■ WORK REQUEST
Copy, word for word, each line of the data below from the first through the line containing "further send fails.", and stop there.

Records excerpted from a collection
"""

//! In-process endpoints.
//!
//! Outputs record what was sent; inputs deliver whatever is injected. The
//! backend is cheaply cloneable so a test can keep one copy for inspection
//! while the transport drives another.

use std::sync::Arc;
use std::time::Duration;

use crossbeam_channel::{Receiver, RecvTimeoutError, Sender};
use parking_lot::Mutex;
use tracing::debug;
use umpio_codec::UmpPacket;

use super::{legacy, Backend};
use crate::endpoint::{Direction, DiscoveredEndpoint, Endpoint, NativeId};
use crate::error::{Error, Result};

/// A packet that reached a virtual output.
#[derive(Debug, Clone, PartialEq, Eq)]
pub struct SentPacket {
    pub endpoint: NativeId,
    pub packet: UmpPacket,
}

#[derive(Debug)]
struct VirtualPort {
    name: String,
    id: NativeId,
    direction: Direction,
    /// Inbound channels of the open handles on this port.
    listeners: Vec<(u64, Sender<Vec<u8>>)>,
}

#[derive(Debug, Default)]
struct VirtualState {
    ports: Vec<VirtualPort>,
    next_id: u64,
    sent: Vec<SentPacket>,
    open_handles: usize,
    send_delay: Duration,
    open_delay: Duration,
    close_delay: Duration,
    enumerate_delay: Duration,
    enumerations: usize,
    /// Sends left before every further send fails.
    sends_remaining: Option<usize>,
}

#[derive(Debug, Clone, Default)]
pub struct VirtualBackend {
    state: Arc<Mutex<VirtualState>>,
    legacy_only: bool,
}

/// Handle to an open virtual endpoint.
#[derive(Debug)]
pub struct VirtualHandle {
    id: u64,
    port: NativeId,
    inbound: Option<Receiver<Vec<u8>>>,
}

impl VirtualBackend {
    pub fn new() -> Self {
        Self::default()
    }

    /// A backend that only accepts what a MIDI 1.0 API could carry:
    /// single-word packets with a legacy byte form.
    pub fn legacy_only() -> Self {
        Self {
            legacy_only: true,
            ..Self::default()
        }
    }

    pub fn add_output(&self, name: impl Into<String>) -> NativeId {
        self.add_port(name.into(), Direction::Output)
    }

    pub fn add_input(&self, name: impl Into<String>) -> NativeId {
        self.add_port(name.into(), Direction::Input)
    }

    fn add_port(&self, name: String, direction: Direction) -> NativeId {
        let mut state = self.state.lock();
        state.next_id += 1;
        let id = NativeId::new(format!("virtual:{}", state.next_id));
        debug!(name = %name, %direction, id = id.as_str(), "Added virtual port");
        state.ports.push(VirtualPort {
            name,
            id: id.clone(),
            direction,
            listeners: Vec::new(),
        });
        id
    }

    /// Unplug a port. Open handles stay valid but no longer receive.
    pub fn remove(&self, id: &NativeId) -> bool {
        let mut state = self.state.lock();
        let before = state.ports.len();
        state.ports.retain(|p| &p.id != id);
        state.ports.len() != before
    }

    /// Deliver raw big-endian UMP bytes to every open handle on input `id`.
    ///
    /// Returns how many handles received them.
    pub fn inject(&self, id: &NativeId, bytes: &[u8]) -> usize {
        let state = self.state.lock();
        let Some(port) = state.ports.iter().find(|p| &p.id == id) else {
            return 0;
        };
        port.listeners
            .iter()
            .filter(|(_, tx)| tx.send(bytes.to_vec()).is_ok())
            .count()
    }

    /// Convenience over [`inject`](Self::inject) for whole packets.
    pub fn inject_packets(&self, id: &NativeId, packets: &[UmpPacket]) -> usize {
        self.inject(id, &legacy::packets_to_bytes(packets))
    }

    /// Every packet sent so far, in backend order.
    pub fn sent(&self) -> Vec<SentPacket> {
        self.state.lock().sent.clone()
    }

    pub fn send_count(&self) -> usize {
        self.state.lock().sent.len()
    }

    pub fn open_handles(&self) -> usize {
        self.state.lock().open_handles
    }

    /// Make every send block for `delay` before completing.
    pub fn set_send_delay(&self, delay: Duration) {
        self.state.lock().send_delay = delay;
    }

    /// Make every open block for `delay` before completing.
    pub fn set_open_delay(&self, delay: Duration) {
        self.state.lock().open_delay = delay;
    }

    /// Make every close block for `delay` before releasing the handle.
    pub fn set_close_delay(&self, delay: Duration) {
        self.state.lock().close_delay = delay;
    }

    /// Make every enumeration block for `delay`.
    pub fn set_enumerate_delay(&self, delay: Duration) {
        self.state.lock().enumerate_delay = delay;
    }

    /// Number of `enumerate_*` calls made so far.
    pub fn enumerations(&self) -> usize {
        self.state.lock().enumerations
    }

    /// Let `count` more sends succeed, then fail every send after that.
    pub fn fail_sends_after(&self, count: usize) {
        self.state.lock().sends_remaining = Some(count);
    }

    fn list(&self, direction: Direction) -> Vec<DiscoveredEndpoint> {
        let delay = {
            let mut state = self.state.lock();
            state.enumerations += 1;
            state.enumerate_delay
        };
        pause(delay);
        self.state
            .lock()
            .ports
            .iter()
            .filter(|p| p.direction == direction)
            .map(|p| DiscoveredEndpoint::new(p.name.clone(), p.id.clone()))
            .collect()
    }
}

impl Backend for VirtualBackend {
    type Handle = VirtualHandle;

    fn name(&self) -> &'static str {
        "virtual"
    }

    fn enumerate_outputs(&self) -> Result<Vec<DiscoveredEndpoint>> {
        Ok(self.list(Direction::Output))
    }

    fn enumerate_inputs(&self) -> Result<Vec<DiscoveredEndpoint>> {
        Ok(self.list(Direction::Input))
    }

    fn open(&self, endpoint: &Endpoint) -> Result<VirtualHandle> {
        let delay = self.state.lock().open_delay;
        pause(delay);
        let mut state = self.state.lock();
        state.next_id += 1;
        let id = state.next_id;

        let Some(port) = state
            .ports
            .iter_mut()
            .find(|p| p.id == endpoint.native_id && p.direction == endpoint.direction)
        else {
            return Err(Error::io("open", &endpoint.name, None, "virtual port is gone"));
        };

        let inbound = (endpoint.direction == Direction::Input).then(|| {
            let (tx, rx) = crossbeam_channel::unbounded();
            port.listeners.push((id, tx));
            rx
        });
        state.open_handles += 1;

        Ok(VirtualHandle {
            id,
            port: endpoint.native_id.clone(),
            inbound,
        })
    }

    fn close(&self, handle: VirtualHandle) -> Result<()> {
        let delay = self.state.lock().close_delay;
        pause(delay);
        let mut state = self.state.lock();
        if let Some(port) = state.ports.iter_mut().find(|p| p.id == handle.port) {
            port.listeners.retain(|(id, _)| *id != handle.id);
        }
        state.open_handles = state.open_handles.saturating_sub(1);
        Ok(())
    }

    fn send(&self, handle: &mut VirtualHandle, packet: &UmpPacket) -> Result<()> {
        if self.legacy_only {
            legacy::packet_to_legacy(self.name(), packet)?;
        }

        let delay = self.state.lock().send_delay;
        pause(delay);

        let mut state = self.state.lock();
        match state.sends_remaining.as_mut() {
            Some(0) => {
                return Err(Error::io(
                    "send",
                    handle.port.as_str(),
                    None,
                    "virtual send failure",
                ))
            }
            Some(n) => *n -= 1,
            None => {}
        }
        state.sent.push(SentPacket {
            endpoint: handle.port.clone(),
            packet: *packet,
        });
        Ok(())
    }

    fn poll_receive(&self, handle: &mut VirtualHandle, wait: Duration) -> Result<Option<Vec<u8>>> {
        let Some(rx) = &handle.inbound else {
            std::thread::sleep(wait);
            return Ok(None);
        };
        match rx.recv_timeout(wait) {
            Ok(bytes) => Ok(Some(bytes)),
            Err(RecvTimeoutError::Timeout) => Ok(None),
            // Port removed; nothing will ever arrive.
            Err(RecvTimeoutError::Disconnected) => {
                std::thread::sleep(wait);
                Ok(None)
            }
        }
    }
}

fn pause(delay: Duration) {
    if !delay.is_zero() {
        std::thread::sleep(delay);
    }
}

#[cfg(test)]
mod tests {
    use super::*;

    fn endpoint(backend: &VirtualBackend, direction: Direction, index: usize) -> Endpoint {
        let found = match direction {
            Direction::Output => backend.enumerate_outputs().unwrap(),
            Direction::Input => backend.enumerate_inputs().unwrap(),
        };
        let found = &found[index];
        Endpoint {
            index,
            name: found.name.clone(),
            direction,
            native_id: found.native_id.clone(),
        }
    }

    #[test]
    fn test_enumeration_by_direction() {
        let backend = VirtualBackend::new();
        backend.add_output("Out A");
        backend.add_input("In A");
        backend.add_output("Out B");

        let outputs: Vec<_> = backend
            .enumerate_outputs()
            .unwrap()
            .into_iter()
            .map(|e| e.name)
            .collect();
        assert_eq!(outputs, vec!["Out A", "Out B"]);
        assert_eq!(backend.enumerate_inputs().unwrap().len(), 1);
    }

    #[test]
    fn test_send_records_packet() {
        let backend = VirtualBackend::new();
        let id = backend.add_output("Synth");
        let mut handle = backend.open(&endpoint(&backend, Direction::Output, 0)).unwrap();
        assert_eq!(backend.open_handles(), 1);

        let packet = UmpPacket::single(0x2090_3C40).unwrap();
        backend.send(&mut handle, &packet).unwrap();
        assert_eq!(
            backend.sent(),
            vec![SentPacket {
                endpoint: id,
                packet
            }]
        );

        backend.close(handle).unwrap();
        assert_eq!(backend.open_handles(), 0);
    }

    #[test]
    fn test_inject_reaches_open_input() {
        let backend = VirtualBackend::new();
        let id = backend.add_input("Keys");
        assert_eq!(backend.inject(&id, &[0x20, 0x90, 0x3C, 0x40]), 0);

        let mut handle = backend.open(&endpoint(&backend, Direction::Input, 0)).unwrap();
        assert_eq!(backend.inject(&id, &[0x20, 0x90, 0x3C, 0x40]), 1);
        let bytes = backend
            .poll_receive(&mut handle, Duration::from_millis(100))
            .unwrap();
        assert_eq!(bytes, Some(vec![0x20, 0x90, 0x3C, 0x40]));
        assert_eq!(
            backend
                .poll_receive(&mut handle, Duration::from_millis(1))
                .unwrap(),
            None
        );
    }

    #[test]
    fn test_fail_sends_after() {
        let backend = VirtualBackend::new();
        backend.add_output("Synth");
        let mut handle = backend.open(&endpoint(&backend, Direction::Output, 0)).unwrap();
        backend.fail_sends_after(1);

        let packet = UmpPacket::single(0x2090_3C40).unwrap();
        backend.send(&mut handle, &packet).unwrap();
        assert!(matches!(
            backend.send(&mut handle, &packet),
            Err(Error::BackendIo { operation: "send", .. })
        ));
        assert_eq!(backend.send_count(), 1);
    }

    #[test]
    fn test_legacy_only_rejects_multi_word() {
        let backend = VirtualBackend::legacy_only();
        backend.add_output("Old Synth");
        let mut handle = backend.open(&endpoint(&backend, Direction::Output, 0)).unwrap();

        let wide = UmpPacket::from_words(&[0x4090_3C00, 0xFFFF_0000]).unwrap();
        assert!(matches!(
            backend.send(&mut handle, &wide),
            Err(Error::UnsupportedOnBackend { .. })
        ));
        assert_eq!(backend.send_count(), 0);
    }

    #[test]
    fn test_open_removed_port_fails() {
        let backend = VirtualBackend::new();
        let id = backend.add_output("Synth");
        let target = endpoint(&backend, Direction::Output, 0);
        assert!(backend.remove(&id));
        assert!(matches!(
            backend.open(&target),
            Err(Error::BackendIo { operation: "open", .. })
        ));
    }

    #[test]
    fn test_open_and_close_delays() {
        let backend = VirtualBackend::new();
        backend.add_output("Slow");
        let target = endpoint(&backend, Direction::Output, 0);
        backend.set_open_delay(Duration::from_millis(30));
        backend.set_close_delay(Duration::from_millis(30));

        let started = std::time::Instant::now();
        let handle = backend.open(&target).unwrap();
        assert!(started.elapsed() >= Duration::from_millis(30));
        assert_eq!(backend.open_handles(), 1);

        let started = std::time::Instant::now();
        backend.close(handle).unwrap();
        assert!(started.elapsed() >= Duration::from_millis(30));
        assert_eq!(backend.open_handles(), 0);
    }
}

"""

■ ANSWER FOR THIS EXERCISE
//! In-process endpoints.
//!
//! Outputs record what was sent; inputs deliver whatever is injected. The
//! backend is cheaply cloneable so a test can keep one copy for inspection
//! while the transport drives another.

use std::sync::Arc;
use std::time::Duration;

use crossbeam_channel::{Receiver, RecvTimeoutError, Sender};
use parking_lot::Mutex;
use tracing::debug;
use umpio_codec::UmpPacket;

use super::{legacy, Backend};
use crate::endpoint::{Direction, DiscoveredEndpoint, Endpoint, NativeId};
use crate::error::{Error, Result};

/// A packet that reached a virtual output.
#[derive(Debug, Clone, PartialEq, Eq)]
pub struct SentPacket {
    pub endpoint: NativeId,
    pub packet: UmpPacket,
}

#[derive(Debug)]
struct VirtualPort {
    name: String,
    id: NativeId,
    direction: Direction,
    /// Inbound channels of the open handles on this port.
    listeners: Vec<(u64, Sender<Vec<u8>>)>,
}

#[derive(Debug, Default)]
struct VirtualState {
    ports: Vec<VirtualPort>,
    next_id: u64,
    sent: Vec<SentPacket>,
    open_handles: usize,
    send_delay: Duration,
    open_delay: Duration,
    close_delay: Duration,
    enumerate_delay: Duration,
    enumerations: usize,
    /// Sends left before every further send fails.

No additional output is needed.